Alternatively, the incidence relation stored in chart database can also be by tensor data structure from corresponding Defined in data source and obtain.
Tensor data structure can specify two fields in conventional daily record to constitute incidence relation.For example, it is assumed that Active It, can be direct comprising field " User ID ", " PC of login ", " IP " and " state " in the login daily record of Directory servers The incidence relation of " User ID is to PC " is created using tensor data structure, this is conducive to the detection after typing other daily records and walks The exception of new incidence relation is found in rapid.
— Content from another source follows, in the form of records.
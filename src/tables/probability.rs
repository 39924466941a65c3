use indexmap::IndexMap;

use super::items::{ItemCatalog, Item, FINDABLE_ITEM_IDS, GREAT_BALL, MASTER_BALL, POKE_BALL, ULTRA_BALL};

pub const MAX_CATCH_RATE: f64 = 255.0;

/// Catch modifiers per Poké Ball id.
pub const BALL_MODIFIERS: [(&str, f64); 4] = [
    (POKE_BALL, 1.0),
    (GREAT_BALL, 1.5),
    (ULTRA_BALL, 2.0),
    (MASTER_BALL, 255.0),
];

pub fn ball_modifier(ball_id: &str) -> Option<f64> {
    BALL_MODIFIERS
        .iter()
        .find(|(id, _)| *id == ball_id)
        .map(|(_, modifier)| *modifier)
}

pub fn berry_modifier(berry: Option<&Item>) -> f64 {
    berry.and_then(Item::catch_rate_modifier).unwrap_or(1.0)
}

/// `clamp01(max(1, rate) / 255 * ball * berry)`
pub fn catch_chance(capture_rate: u32, ball_modifier: f64, berry_modifier: f64) -> f64 {
    let rate = f64::from(capture_rate.max(1));
    let chance = (rate / MAX_CATCH_RATE) * ball_modifier * berry_modifier;
    if chance.is_nan() {
        return 0.0;
    }
    chance.clamp(0.0, 1.0)
}

/// Shiny odds for a session. Event multipliers that are missing or not
/// positive leave the base untouched.
pub fn effective_shiny_probability(
    base: f64,
    has_shiny_charm: bool,
    charm_multiplier: f64,
    event_multiplier: Option<f64>,
) -> f64 {
    let charm = if has_shiny_charm { charm_multiplier } else { 1.0 };
    let event = event_multiplier.filter(|m| *m > 0.0).unwrap_or(1.0);
    (base * charm * event).clamp(0.0, 1.0)
}

#[derive(Debug, Clone, PartialEq)]
pub struct WeightedItem<'a> {
    pub item: &'a Item,
    pub difficulty: f64,
    pub weight: f64,
}

/// Findable items with their inverse-difficulty weights.
///
/// An event override map, when it names anything, replaces the static
/// findable set entirely and supplies the difficulties in its own order.
/// Items without a positive finite difficulty are dropped.
pub fn findable_weights<'a>(
    catalog: &'a ItemCatalog,
    overrides: Option<&IndexMap<String, f64>>,
) -> Vec<WeightedItem<'a>> {
    let candidates: Vec<(&str, Option<f64>)> = match overrides.filter(|map| !map.is_empty()) {
        Some(map) => map.iter().map(|(id, difficulty)| (id.as_str(), Some(*difficulty))).collect(),
        None => FINDABLE_ITEM_IDS
            .iter()
            .map(|id| (*id, catalog.get(id).and_then(|item| item.find_difficulty)))
            .collect(),
    };

    candidates
        .into_iter()
        .filter_map(|(id, difficulty)| {
            let item = catalog.get(id)?;
            let difficulty = difficulty?;
            (difficulty > 0.0 && difficulty.is_finite()).then(|| WeightedItem {
                item,
                difficulty,
                weight: 1.0 / difficulty,
            })
        })
        .collect()
}

pub fn total_weight(weights: &[WeightedItem<'_>]) -> f64 {
    weights.iter().map(|entry| entry.weight).sum()
}

/// Walks cumulative weights in slice order; the first entry whose running
/// sum reaches `draw` wins. `draw` is expected in `[0, total)`.
pub fn pick_by_weight<T>(entries: &[T], weight: impl Fn(&T) -> f64, draw: f64) -> Option<&T> {
    let mut cumulative = 0.0;
    for entry in entries {
        cumulative += weight(entry);
        if draw <= cumulative {
            return Some(entry);
        }
    }
    // float drift at the upper edge
    entries.last()
}

/// Draw an item given a uniform `roll` in `[0, 1)`.
pub fn pick_item<'a, 'b>(weights: &'b [WeightedItem<'a>], roll: f64) -> Option<&'b WeightedItem<'a>> {
    let total = total_weight(weights);
    if total <= 0.0 {
        return None;
    }
    pick_by_weight(weights, |entry| entry.weight, roll * total)
}

#[derive(Debug, Clone, Copy, PartialEq, Eq)]
pub enum CaptureDifficulty {
    VeryEasy,
    Easy,
    Normal,
    Hard,
    VeryHard,
    Legendary,
    Impossible,
}

pub fn capture_difficulty(capture_rate: u32) -> CaptureDifficulty {
    match capture_rate {
        200.. => CaptureDifficulty::VeryEasy,
        120..=199 => CaptureDifficulty::Easy,
        60..=119 => CaptureDifficulty::Normal,
        30..=59 => CaptureDifficulty::Hard,
        4..=29 => CaptureDifficulty::VeryHard,
        3 => CaptureDifficulty::Legendary,
        _ => CaptureDifficulty::Impossible,
    }
}
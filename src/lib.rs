pub mod capture;
pub mod config;
pub mod encounter;
pub mod error;
pub mod geo;
pub mod persistence;
pub mod pokeapi;
pub mod random;
pub mod remote;
pub mod shop;
pub mod state;
pub mod tables;
pub mod tracking;
pub mod walk;

pub use error::{AppError, CaptureError, ConfigError, ShopError, TrackingError, WalkError};

pub use capture::{CaptureEngine, CaptureResult, CaptureSession};
pub use config::Configuration;
pub use encounter::{Encounter, EncounterGenerator};
pub use geo::Coordinate;
pub use shop::{PurchaseResult, Shop};
pub use state::{GameEvent, GameStore};
pub use tracking::LocationTracker;
pub use walk::{WalkOrchestrator, WalkState, WalkSummary};
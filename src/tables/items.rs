use std::sync::OnceLock;

use indexmap::IndexMap;
use serde::{Deserialize, Serialize};

pub const POKE_BALL: &str = "pokeball";
pub const GREAT_BALL: &str = "greatball";
pub const ULTRA_BALL: &str = "ultraball";
pub const MASTER_BALL: &str = "masterball";
pub const RAZZ_BERRY: &str = "razz-berry";
pub const NANAB_BERRY: &str = "nanab-berry";
pub const GOLDEN_RAZZ_BERRY: &str = "golden-razz-berry";
pub const SHINY_CHARM: &str = "shiny-charm";
pub const POTION: &str = "potion";
pub const REVIVE: &str = "revive";
pub const LUCKY_EGG: &str = "lucky-egg";
pub const POKE_COIN: &str = "poke-coin";

const SPRITE_URL_BASE: &str = "https://raw.githubusercontent.com/PokeAPI/sprites/master/sprites/items/";

/// Items that can turn up on a walk, in the order weights are summed.
pub const FINDABLE_ITEM_IDS: [&str; 9] = [
    POKE_BALL,
    GREAT_BALL,
    ULTRA_BALL,
    RAZZ_BERRY,
    NANAB_BERRY,
    GOLDEN_RAZZ_BERRY,
    POTION,
    REVIVE,
    LUCKY_EGG,
];

#[derive(Debug, Clone, Copy, PartialEq, Eq, Hash, Serialize, Deserialize)]
#[serde(rename_all = "lowercase")]
pub enum ItemCategory {
    Pokeball,
    Berry,
    Medicine,
    Key,
    Other,
    Money,
}

#[derive(Debug, Clone, Default, PartialEq, Serialize, Deserialize)]
#[serde(rename_all = "camelCase")]
pub struct ItemEffect {
    #[serde(default, skip_serializing_if = "Option::is_none")]
    pub catch_rate_modifier: Option<f64>,
    #[serde(default, skip_serializing_if = "Option::is_none")]
    pub shiny_rate_multiplier: Option<f64>,
}

#[derive(Debug, Clone, PartialEq, Serialize, Deserialize)]
#[serde(rename_all = "camelCase")]
pub struct Item {
    pub id: String,
    pub name: String,
    pub category: ItemCategory,
    pub sprite: String,
    #[serde(default)]
    pub description: String,
    /// Higher is rarer. Selection weight is `1 / find_difficulty`.
    #[serde(default, skip_serializing_if = "Option::is_none")]
    pub find_difficulty: Option<f64>,
    #[serde(default, skip_serializing_if = "Option::is_none")]
    pub effect: Option<ItemEffect>,
    #[serde(default, skip_serializing_if = "Option::is_none")]
    pub price: Option<u32>,
}

impl Item {
    fn new(id: &str, name: &str, category: ItemCategory, sprite: &str) -> Self {
        Self {
            id: id.to_string(),
            name: name.to_string(),
            category,
            sprite: format!("{SPRITE_URL_BASE}{sprite}"),
            description: String::new(),
            find_difficulty: None,
            effect: None,
            price: None,
        }
    }

    fn difficulty(mut self, difficulty: f64) -> Self {
        self.find_difficulty = Some(difficulty);
        self
    }

    fn described(mut self, description: &str) -> Self {
        self.description = description.to_string();
        self
    }

    fn catch_modifier(mut self, modifier: f64) -> Self {
        self.effect.get_or_insert_with(ItemEffect::default).catch_rate_modifier = Some(modifier);
        self
    }

    fn shiny_multiplier(mut self, multiplier: f64) -> Self {
        self.effect.get_or_insert_with(ItemEffect::default).shiny_rate_multiplier = Some(multiplier);
        self
    }

    fn priced(mut self, price: u32) -> Self {
        self.price = Some(price);
        self
    }

    pub fn catch_rate_modifier(&self) -> Option<f64> {
        self.effect.as_ref().and_then(|effect| effect.catch_rate_modifier)
    }

    pub fn is_berry_with_catch_effect(&self) -> bool {
        self.category == ItemCategory::Berry && self.catch_rate_modifier().is_some()
    }
}

/// Every item the game knows about, keyed by id in declaration order.
#[derive(Debug, Clone)]
pub struct ItemCatalog {
    items: IndexMap<String, Item>,
}

impl ItemCatalog {
    pub fn get(&self, id: &str) -> Option<&Item> {
        self.items.get(id)
    }

    pub fn contains(&self, id: &str) -> bool {
        self.items.contains_key(id)
    }

    pub fn iter(&self) -> impl Iterator<Item = &Item> {
        self.items.values()
    }

    pub fn name_of<'a>(&'a self, id: &'a str) -> &'a str {
        self.items.get(id).map(|item| item.name.as_str()).unwrap_or(id)
    }

    /// Berries that change the catch rate when fed before a throw.
    pub fn catch_berries(&self) -> impl Iterator<Item = &Item> {
        self.items.values().filter(|item| item.is_berry_with_catch_effect())
    }

    fn build() -> Self {
        use ItemCategory::*;

        let entries = vec![
            Item::new(POKE_BALL, "Poké Ball", Pokeball, "poke-ball.png")
                .difficulty(1.0)
                .priced(100)
                .described("A device for catching wild Pokémon."),
            Item::new(GREAT_BALL, "Great Ball", Pokeball, "great-ball.png")
                .difficulty(4.0)
                .priced(300)
                .described("A Poké Ball with a higher catch rate than the standard one."),
            Item::new(ULTRA_BALL, "Ultra Ball", Pokeball, "ultra-ball.png")
                .difficulty(8.0)
                .priced(600)
                .described("A high-performance Poké Ball."),
            Item::new(MASTER_BALL, "Master Ball", Pokeball, "master-ball.png")
                .difficulty(1000.0)
                .described("The best Poké Ball. It catches any wild Pokémon without fail."),
            Item::new(RAZZ_BERRY, "Razz Berry", Berry, "razz-berry.png")
                .difficulty(3.0)
                .catch_modifier(1.5)
                .priced(150)
                .described("Feed this to a Pokémon to make it easier to catch."),
            Item::new(NANAB_BERRY, "Nanab Berry", Berry, "nanab-berry.png")
                .difficulty(3.0)
                .described("Calms a Pokémon so it stops moving."),
            Item::new(GOLDEN_RAZZ_BERRY, "Golden Razz Berry", Berry, "golden-razz-berry.png")
                .difficulty(15.0)
                .catch_modifier(2.5)
                .priced(800)
                .described("Greatly increases the chance of catching a Pokémon."),
            Item::new(SHINY_CHARM, "Shiny Charm", Key, "shiny-charm.png")
                .difficulty(500.0)
                .shiny_multiplier(3.0)
                .described("Raises the chance of meeting shiny Pokémon."),
            Item::new(POTION, "Potion", Medicine, "potion.png")
                .difficulty(2.0)
                .priced(200)
                .described("Restores 20 HP of a Pokémon."),
            Item::new(REVIVE, "Revive", Medicine, "revive.png")
                .difficulty(6.0)
                .priced(500)
                .described("Revives a fainted Pokémon."),
            Item::new(LUCKY_EGG, "Lucky Egg", Other, "lucky-egg.png")
                .difficulty(30.0)
                .priced(1000)
                .described("Doubles the experience earned from the next catch."),
            Item::new(POKE_COIN, "Poké Coin", Money, "poke-coin.png")
                .described("Currency accepted at the shop."),
        ];

        Self {
            items: entries
                .into_iter()
                .map(|item| (item.id.clone(), item))
                .collect(),
        }
    }
}

pub fn catalog() -> &'static ItemCatalog {
    static CATALOG: OnceLock<ItemCatalog> = OnceLock::new();
    CATALOG.get_or_init(ItemCatalog::build)
}

#[cfg(test)]
mod tests {
    use super::*;

    #[test]
    fn test_findable_items_exist_with_positive_difficulty() {
        for id in FINDABLE_ITEM_IDS {
            let item = catalog().get(id).expect("findable item missing from catalog");
            assert!(item.find_difficulty.unwrap_or(0.0) > 0.0, "{id}");
        }
    }

    #[test]
    fn test_catch_berries() {
        let berries: Vec<&str> = catalog().catch_berries().map(|item| item.id.as_str()).collect();
        assert_eq!(berries, vec![RAZZ_BERRY, GOLDEN_RAZZ_BERRY]);
    }

    #[test]
    fn test_catalog_keeps_declaration_order() {
        let first: Vec<&str> = catalog().iter().take(3).map(|item| item.id.as_str()).collect();
        assert_eq!(first, vec![POKE_BALL, GREAT_BALL, ULTRA_BALL]);
        assert_eq!(catalog().name_of("unknown"), "unknown");
    }
}
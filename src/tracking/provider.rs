use std::time::Duration;

use async_trait::async_trait;
use futures::stream::BoxStream;

use crate::config::TrackingSettings;
use crate::error::TrackingError;
use crate::geo::Coordinate;

#[derive(Debug, Clone, Copy, PartialEq, Eq)]
pub enum Accuracy {
    High,
    Balanced,
    Low,
}

/// How often and how precisely fixes should be delivered.
#[derive(Debug, Clone, Copy, PartialEq)]
pub struct LocationRequest {
    pub accuracy: Accuracy,
    pub min_interval: Duration,
    pub min_distance_meters: f64,
}

impl LocationRequest {
    pub fn from_settings(settings: &TrackingSettings) -> Self {
        Self {
            accuracy: Accuracy::High,
            min_interval: settings.min_interval(),
            min_distance_meters: settings.min_distance_meters,
        }
    }
}

impl Default for LocationRequest {
    fn default() -> Self {
        Self::from_settings(&TrackingSettings::default())
    }
}

/// Fixes in arrival order. An `Err` item is one failed fix, not the end of
/// the stream.
pub type LocationStream = BoxStream<'static, Result<Coordinate, TrackingError>>;

#[async_trait]
pub trait LocationProvider: Send + Sync {
    async fn watch_position(&self, request: LocationRequest) -> Result<LocationStream, TrackingError>;
}
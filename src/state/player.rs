use serde::{Deserialize, Serialize};
use tracing::info;

pub const MAX_PLAYER_LEVEL: u32 = 50;
pub const XP_PER_CATCH_BASE: u64 = 100;
pub const XP_PER_CATCH_SHINY_BONUS: u64 = 500;
pub const XP_PER_CATCH_NEW_SPECIES_BONUS: u64 = 300;
pub const XP_PER_KM_WALKED: u64 = 50;
pub const MAX_PLAYER_NAME_CHARS: usize = 20;
pub const DEFAULT_PLAYER_NAME: &str = "Trainer";

/// XP needed to go from `level` to the next one.
pub fn xp_for_level(level: u32) -> u64 {
    (100.0 * f64::from(level).powf(2.5)).floor() as u64
}

/// XP awarded for one catch.
pub fn catch_xp(is_shiny: bool, is_new_species: bool, multiplier: f64) -> u64 {
    let mut base = XP_PER_CATCH_BASE;
    if is_shiny {
        base += XP_PER_CATCH_SHINY_BONUS;
    }
    if is_new_species {
        base += XP_PER_CATCH_NEW_SPECIES_BONUS;
    }
    (base as f64 * multiplier.max(0.0)).floor() as u64
}

#[derive(Debug, Clone, PartialEq, Serialize, Deserialize)]
#[serde(rename_all = "camelCase", default)]
pub struct PlayerStats {
    pub level: u32,
    #[serde(rename = "currentXP")]
    pub current_xp: u64,
    #[serde(rename = "xpToNextLevel")]
    pub xp_to_next_level: u64,
    pub total_pokemon_caught: u32,
    pub total_shiny_caught: u32,
    pub total_distance_walked: f64,
    pub profile_picture_id: Option<String>,
    pub player_name: String,
}

impl Default for PlayerStats {
    fn default() -> Self {
        Self {
            level: 1,
            current_xp: 0,
            xp_to_next_level: xp_for_level(1),
            total_pokemon_caught: 0,
            total_shiny_caught: 0,
            total_distance_walked: 0.0,
            profile_picture_id: None,
            player_name: DEFAULT_PLAYER_NAME.to_string(),
        }
    }
}

impl PlayerStats {
    /// Repairs values a stored record may have lost.
    pub fn normalized(mut self) -> Self {
        self.level = self.level.clamp(1, MAX_PLAYER_LEVEL);
        if self.level < MAX_PLAYER_LEVEL && self.xp_to_next_level == 0 {
            self.xp_to_next_level = xp_for_level(self.level);
        }
        if !self.total_distance_walked.is_finite() || self.total_distance_walked < 0.0 {
            self.total_distance_walked = 0.0;
        }
        if self.player_name.trim().is_empty() {
            self.player_name = DEFAULT_PLAYER_NAME.to_string();
        }
        self
    }

    pub fn is_max_level(&self) -> bool {
        self.level >= MAX_PLAYER_LEVEL
    }

    /// Adds XP, levelling up as many times as it covers. Returns the new
    /// stats and the levels gained.
    pub fn with_xp(&self, amount: u64) -> (Self, u32) {
        let mut next = self.clone();
        if amount == 0 || (next.is_max_level() && next.xp_to_next_level == 0) {
            return (next, 0);
        }
        next.current_xp += amount;
        let mut gained = 0;
        while next.xp_to_next_level > 0
            && next.current_xp >= next.xp_to_next_level
            && next.level < MAX_PLAYER_LEVEL
        {
            next.current_xp -= next.xp_to_next_level;
            next.level += 1;
            next.xp_to_next_level = xp_for_level(next.level);
            gained += 1;
            info!("Level up! Now level {}", next.level);
        }
        if next.is_max_level() {
            next.xp_to_next_level = 0;
        }
        (next, gained)
    }

    /// Adds walked distance. Returns the new stats and the XP earned for each
    /// whole kilometre crossed.
    pub fn with_distance(&self, meters: f64) -> (Self, u64) {
        let mut next = self.clone();
        if !meters.is_finite() || meters <= 0.0 {
            return (next, 0);
        }
        let previous_km = (self.total_distance_walked / 1000.0).floor() as u64;
        next.total_distance_walked += meters;
        let current_km = (next.total_distance_walked / 1000.0).floor() as u64;
        (next, current_km.saturating_sub(previous_km) * XP_PER_KM_WALKED)
    }

    /// Counts a catch. XP is granted separately with [`PlayerStats::with_xp`].
    pub fn with_catch(&self, is_shiny: bool) -> Self {
        let mut next = self.clone();
        next.total_pokemon_caught += 1;
        if is_shiny {
            next.total_shiny_caught += 1;
        }
        next
    }

    /// Trims and caps the name. `None` if nothing is left.
    pub fn with_name(&self, name: &str) -> Option<Self> {
        let trimmed: String = name.trim().chars().take(MAX_PLAYER_NAME_CHARS).collect();
        if trimmed.is_empty() {
            return None;
        }
        let mut next = self.clone();
        next.player_name = trimmed;
        Some(next)
    }

    pub fn with_profile_picture(&self, picture_id: Option<&str>) -> Self {
        let mut next = self.clone();
        next.profile_picture_id = picture_id.map(str::to_string);
        next
    }
}

#[cfg(test)]
mod tests {
    use super::*;

    #[test]
    fn test_level_curve() {
        assert_eq!(xp_for_level(1), 100);
        assert_eq!(xp_for_level(2), 565);
        assert_eq!(xp_for_level(10), 31_622);
    }

    #[test]
    fn test_catch_xp() {
        assert_eq!(catch_xp(false, false, 1.0), 100);
        assert_eq!(catch_xp(true, true, 1.0), 900);
        assert_eq!(catch_xp(false, true, 2.0), 800);
    }

    #[test]
    fn test_xp_rolls_over_multiple_levels() {
        let stats = PlayerStats::default();
        let (next, gained) = stats.with_xp(100 + 565 + 10);
        assert_eq!(gained, 2);
        assert_eq!(next.level, 3);
        assert_eq!(next.current_xp, 10);
        assert_eq!(next.xp_to_next_level, xp_for_level(3));
    }

    #[test]
    fn test_max_level_stops_progression() {
        let stats = PlayerStats {
            level: MAX_PLAYER_LEVEL - 1,
            xp_to_next_level: xp_for_level(MAX_PLAYER_LEVEL - 1),
            ..PlayerStats::default()
        };
        let (maxed, gained) = stats.with_xp(u64::MAX / 2);
        assert_eq!(gained, 1);
        assert!(maxed.is_max_level());
        assert_eq!(maxed.xp_to_next_level, 0);

        let (after, gained) = maxed.with_xp(1_000);
        assert_eq!(gained, 0);
        assert_eq!(after, maxed);
    }

    #[test]
    fn test_distance_xp_per_whole_km() {
        let stats = PlayerStats {
            total_distance_walked: 900.0,
            ..PlayerStats::default()
        };
        // 900 m -> 3100 m crosses the 1, 2 and 3 km marks
        let (next, xp) = stats.with_distance(2_200.0);
        assert_eq!(xp, 3 * XP_PER_KM_WALKED);
        assert!((next.total_distance_walked - 3_100.0).abs() < 1e-9);

        let (_, xp) = next.with_distance(-5.0);
        assert_eq!(xp, 0);
    }

    #[test]
    fn test_name_rules() {
        let stats = PlayerStats::default();
        assert!(stats.with_name("   ").is_none());
        let renamed = stats.with_name("  Ash Ketchum of Pallet Town ").unwrap();
        assert_eq!(renamed.player_name.chars().count(), MAX_PLAYER_NAME_CHARS);
        assert_eq!(renamed.player_name, "Ash Ketchum of Palle");
    }

    #[test]
    fn test_partial_record_is_repaired() {
        let stats: PlayerStats =
            serde_json::from_str(r#"{"level":3,"currentXP":20,"xpToNextLevel":0,"playerName":""}"#)
                .unwrap();
        let stats = stats.normalized();
        assert_eq!(stats.xp_to_next_level, xp_for_level(3));
        assert_eq!(stats.player_name, DEFAULT_PLAYER_NAME);
        assert_eq!(stats.total_pokemon_caught, 0);
    }
}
For the ease of detecting the abnormal behaviour of user, chart database is dynamic chart database, that is to say, that no matter is associated with Relationship still comes from daily record data from data dictionary/server dictionary, all needs to carry timestamp.If being related to above-mentioned static state Data dictionary/server dictionary, discontinuity surface when can be by regularly updating to obtain.In typing chart database, go out Existing incidence relation can be updated according to timestamp, and different time windows can create new incidence relation.It is needing in this way When reading incidence relation, the data of correctly newest time label can be obtained.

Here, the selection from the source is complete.